Your task
An exact transcription of the data below, complete and unaltered, is the expected answer.

[Collected data]
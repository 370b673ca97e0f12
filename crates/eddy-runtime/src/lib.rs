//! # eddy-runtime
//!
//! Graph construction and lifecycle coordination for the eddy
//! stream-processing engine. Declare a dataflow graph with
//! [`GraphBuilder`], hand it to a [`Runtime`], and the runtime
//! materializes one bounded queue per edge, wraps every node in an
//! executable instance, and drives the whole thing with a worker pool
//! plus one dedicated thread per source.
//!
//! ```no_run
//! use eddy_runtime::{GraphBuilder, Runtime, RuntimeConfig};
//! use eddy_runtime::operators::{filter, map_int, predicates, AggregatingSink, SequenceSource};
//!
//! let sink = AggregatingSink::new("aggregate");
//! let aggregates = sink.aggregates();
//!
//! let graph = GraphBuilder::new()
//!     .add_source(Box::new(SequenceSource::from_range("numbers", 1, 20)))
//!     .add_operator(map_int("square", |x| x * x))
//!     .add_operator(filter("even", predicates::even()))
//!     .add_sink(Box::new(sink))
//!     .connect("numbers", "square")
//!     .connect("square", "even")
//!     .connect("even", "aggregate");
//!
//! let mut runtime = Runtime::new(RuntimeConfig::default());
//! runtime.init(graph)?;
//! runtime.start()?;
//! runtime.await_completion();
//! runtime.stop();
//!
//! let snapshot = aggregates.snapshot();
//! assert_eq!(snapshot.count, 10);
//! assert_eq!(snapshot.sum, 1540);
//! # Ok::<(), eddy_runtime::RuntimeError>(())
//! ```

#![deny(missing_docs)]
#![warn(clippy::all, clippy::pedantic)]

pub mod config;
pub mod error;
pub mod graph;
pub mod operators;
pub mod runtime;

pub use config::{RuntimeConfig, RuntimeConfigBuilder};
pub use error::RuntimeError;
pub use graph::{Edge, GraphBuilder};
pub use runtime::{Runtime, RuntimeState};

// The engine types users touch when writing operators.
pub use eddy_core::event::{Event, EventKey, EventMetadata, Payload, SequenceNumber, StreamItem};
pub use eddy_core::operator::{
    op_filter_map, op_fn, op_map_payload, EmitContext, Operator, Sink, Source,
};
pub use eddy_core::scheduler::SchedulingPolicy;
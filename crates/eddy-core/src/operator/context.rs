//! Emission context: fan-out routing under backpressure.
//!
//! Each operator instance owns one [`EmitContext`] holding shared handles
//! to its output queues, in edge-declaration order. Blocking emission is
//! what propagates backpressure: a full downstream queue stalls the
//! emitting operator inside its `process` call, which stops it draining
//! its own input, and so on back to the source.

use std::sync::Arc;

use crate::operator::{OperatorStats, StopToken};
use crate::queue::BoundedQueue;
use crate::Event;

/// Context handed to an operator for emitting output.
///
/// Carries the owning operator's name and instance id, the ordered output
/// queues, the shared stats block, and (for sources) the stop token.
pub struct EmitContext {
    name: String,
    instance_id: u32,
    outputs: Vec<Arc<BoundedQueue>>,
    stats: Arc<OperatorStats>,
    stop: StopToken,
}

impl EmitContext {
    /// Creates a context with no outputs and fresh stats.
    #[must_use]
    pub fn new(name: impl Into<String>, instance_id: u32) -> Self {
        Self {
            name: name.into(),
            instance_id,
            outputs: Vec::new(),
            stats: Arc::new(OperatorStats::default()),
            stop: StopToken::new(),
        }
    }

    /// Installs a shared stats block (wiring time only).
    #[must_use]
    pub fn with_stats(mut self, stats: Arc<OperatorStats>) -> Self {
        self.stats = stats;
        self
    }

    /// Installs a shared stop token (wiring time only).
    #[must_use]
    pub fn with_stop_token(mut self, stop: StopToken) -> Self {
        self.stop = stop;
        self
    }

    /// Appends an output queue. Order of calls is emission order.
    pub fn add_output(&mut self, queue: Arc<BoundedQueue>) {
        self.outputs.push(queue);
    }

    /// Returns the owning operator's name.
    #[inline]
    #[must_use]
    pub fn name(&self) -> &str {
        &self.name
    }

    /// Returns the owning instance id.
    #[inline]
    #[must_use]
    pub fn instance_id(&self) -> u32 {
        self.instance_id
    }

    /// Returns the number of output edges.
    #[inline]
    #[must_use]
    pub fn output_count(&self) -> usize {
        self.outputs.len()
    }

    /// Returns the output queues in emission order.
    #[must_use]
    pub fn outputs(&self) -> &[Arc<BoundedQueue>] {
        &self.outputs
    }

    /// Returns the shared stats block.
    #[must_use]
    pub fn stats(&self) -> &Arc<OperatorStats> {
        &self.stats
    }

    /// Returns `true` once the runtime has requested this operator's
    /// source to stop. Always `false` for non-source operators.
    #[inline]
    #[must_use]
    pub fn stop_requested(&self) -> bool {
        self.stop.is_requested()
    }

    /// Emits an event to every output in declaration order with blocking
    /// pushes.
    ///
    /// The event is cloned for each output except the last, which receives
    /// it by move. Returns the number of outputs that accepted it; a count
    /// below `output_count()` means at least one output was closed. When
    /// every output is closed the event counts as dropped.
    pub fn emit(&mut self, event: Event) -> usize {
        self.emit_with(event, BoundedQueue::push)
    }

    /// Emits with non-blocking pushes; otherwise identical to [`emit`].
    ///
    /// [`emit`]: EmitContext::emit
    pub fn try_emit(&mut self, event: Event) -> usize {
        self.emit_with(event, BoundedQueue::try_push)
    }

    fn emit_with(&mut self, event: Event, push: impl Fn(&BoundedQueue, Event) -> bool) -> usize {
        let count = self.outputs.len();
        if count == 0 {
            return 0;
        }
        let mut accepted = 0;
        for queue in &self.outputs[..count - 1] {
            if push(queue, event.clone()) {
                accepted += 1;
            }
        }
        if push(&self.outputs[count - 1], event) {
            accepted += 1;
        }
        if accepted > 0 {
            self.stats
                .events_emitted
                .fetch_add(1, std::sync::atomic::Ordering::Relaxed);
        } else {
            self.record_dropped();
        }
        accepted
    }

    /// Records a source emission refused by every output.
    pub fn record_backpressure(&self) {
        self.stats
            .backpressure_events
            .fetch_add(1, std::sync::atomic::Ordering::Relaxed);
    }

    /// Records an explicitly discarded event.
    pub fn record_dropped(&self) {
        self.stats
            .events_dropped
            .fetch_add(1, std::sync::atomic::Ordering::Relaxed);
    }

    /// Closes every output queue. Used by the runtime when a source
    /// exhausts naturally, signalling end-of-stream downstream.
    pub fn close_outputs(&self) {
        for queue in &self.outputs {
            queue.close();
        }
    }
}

Solution below
repository 370b673ca97e0f12
filename crates/eddy-runtime/src/lib.rs
//! # eddy-runtime
//!
//! Graph construction and lifecycle coordination for the eddy
//! stream-processing engine. Declare a dataflow graph with
//! [`GraphBuilder`], hand it to a [`Runtime`], and the runtime
//! materializes one bounded queue per edge, wraps every node in an
//! executable instance, and drives the whole thing with a worker pool
//! plus one dedicated thread per source.
//!
//! ```no_run
//! use eddy_runtime::{GraphBuilder, Runtime, RuntimeConfig};
//! use eddy_runtime::operators::{filter, map_int, predicates, AggregatingSink, SequenceSource};
//!
//! let sink = AggregatingSink::new("aggregate");
//! let aggregates = sink.aggregates();
//!
//! let graph = GraphBuilder::new()
//!     .add_source(Box::new(SequenceSource::from_range("numbers", 1, 20)))
//!     .add_operator(map_int("square", |x| x * x))
//!     .add_operator(filter("even", predicates::even()))
//!     .add_sink(Box::new(sink))
//!     .connect("numbers", "square")
//!     .connect("square", "even")
//!     .connect("even", "aggregate");
//!
//! let mut runtime = Runtime::new(RuntimeConfig::default());
//! runtime.init(graph)?;
//! runtime.start()?;
//! runtime.await_completion();
//! runtime.stop();
//!
//! let snapshot = aggregates.snapshot();
//! assert_eq!(snapshot.count, 10);
//! assert_eq!(snapshot.sum, 1540);
//! # Ok::<(), eddy_runtime::RuntimeError>(())
//! ```

#![deny(missing_docs)]
#![warn(clippy::all, clippy::pedantic)]

pub mod config;
pub mod error;
pub mod graph;
pub mod operators;
pub mod runtime;

pub use config::{RuntimeConfig, RuntimeConfigBuilder};
pub use error::RuntimeError;
pub use graph::{Edge, GraphBuilder};
pub use runtime::{Runtime, RuntimeState};

// The engine types users touch when writing operators.
pub use eddy_core::event::{Event, EventKey, EventMetadata, Payload, SequenceNumber, StreamItem};
pub use eddy_core::operator::{
    op_filter_map, op_fn, op_map_payload, EmitContext, Operator, Sink, Source,
};
pub use eddy_core::scheduler::SchedulingPolicy;
filename crates/eddy-core/src/operator/context.rs
//! Emission context: fan-out routing under backpressure.
//!
//! Each operator instance owns one [`EmitContext`] holding shared handles
//! to its output queues, in edge-declaration order. Blocking emission is
//! what propagates backpressure: a full downstream queue stalls the
//! emitting operator inside its `process` call, which stops it draining
//! its own input, and so on back to the source.

use std::sync::Arc;

use crate::operator::{OperatorStats, StopToken};
use crate::queue::BoundedQueue;
use crate::Event;

/// Context handed to an operator for emitting output.
///
/// Carries the owning operator's name and instance id, the ordered output
/// queues, the shared stats block, and (for sources) the stop token.
pub struct EmitContext {
    name: String,
    instance_id: u32,
    outputs: Vec<Arc<BoundedQueue>>,
    stats: Arc<OperatorStats>,
    stop: StopToken,
}

impl EmitContext {
    /// Creates a context with no outputs and fresh stats.
    #[must_use]
    pub fn new(name: impl Into<String>, instance_id: u32) -> Self {
        Self {
            name: name.into(),
            instance_id,
            outputs: Vec::new(),
            stats: Arc::new(OperatorStats::default()),
            stop: StopToken::new(),
        }
    }

    /// Installs a shared stats block (wiring time only).
    #[must_use]
    pub fn with_stats(mut self, stats: Arc<OperatorStats>) -> Self {
        self.stats = stats;
        self
    }

    /// Installs a shared stop token (wiring time only).
    #[must_use]
    pub fn with_stop_token(mut self, stop: StopToken) -> Self {
        self.stop = stop;
        self
    }

    /// Appends an output queue. Order of calls is emission order.
    pub fn add_output(&mut self, queue: Arc<BoundedQueue>) {
        self.outputs.push(queue);
    }

    /// Returns the owning operator's name.
    #[inline]
    #[must_use]
    pub fn name(&self) -> &str {
        &self.name
    }

    /// Returns the owning instance id.
    #[inline]
    #[must_use]
    pub fn instance_id(&self) -> u32 {
        self.instance_id
    }

    /// Returns the number of output edges.
    #[inline]
    #[must_use]
    pub fn output_count(&self) -> usize {
        self.outputs.len()
    }

    /// Returns the output queues in emission order.
    #[must_use]
    pub fn outputs(&self) -> &[Arc<BoundedQueue>] {
        &self.outputs
    }

    /// Returns the shared stats block.
    #[must_use]
    pub fn stats(&self) -> &Arc<OperatorStats> {
        &self.stats
    }

    /// Returns `true` once the runtime has requested this operator's
    /// source to stop. Always `false` for non-source operators.
    #[inline]
    #[must_use]
    pub fn stop_requested(&self) -> bool {
        self.stop.is_requested()
    }

    /// Emits an event to every output in declaration order with blocking
    /// pushes.
    ///
    /// The event is cloned for each output except the last, which receives
    /// it by move. Returns the number of outputs that accepted it; a count
    /// below `output_count()` means at least one output was closed. When
    /// every output is closed the event counts as dropped.
    pub fn emit(&mut self, event: Event) -> usize {
        self.emit_with(event, BoundedQueue::push)
    }

    /// Emits with non-blocking pushes; otherwise identical to [`emit`].
    ///
    /// [`emit`]: EmitContext::emit
    pub fn try_emit(&mut self, event: Event) -> usize {
        self.emit_with(event, BoundedQueue::try_push)
    }

    fn emit_with(&mut self, event: Event, push: impl Fn(&BoundedQueue, Event) -> bool) -> usize {
        let count = self.outputs.len();
        if count == 0 {
            return 0;
        }
        let mut accepted = 0;
        for queue in &self.outputs[..count - 1] {
            if push(queue, event.clone()) {
                accepted += 1;
            }
        }
        if push(&self.outputs[count - 1], event) {
            accepted += 1;
        }
        if accepted > 0 {
            self.stats
                .events_emitted
                .fetch_add(1, std::sync::atomic::Ordering::Relaxed);
        } else {
            self.record_dropped();
        }
        accepted
    }

    /// Records a source emission refused by every output.
    pub fn record_backpressure(&self) {
        self.stats
            .backpressure_events
            .fetch_add(1, std::sync::atomic::Ordering::Relaxed);
    }

    /// Records an explicitly discarded event.
    pub fn record_dropped(&self) {
        self.stats
            .events_dropped
            .fetch_add(1, std::sync::atomic::Ordering::Relaxed);
    }

    /// Closes every output queue. Used by the runtime when a source
    /// exhausts naturally, signalling end-of-stream downstream.
    pub fn close_outputs(&self) {
        for queue in &self.outputs {
            queue.close();
        }
    }
}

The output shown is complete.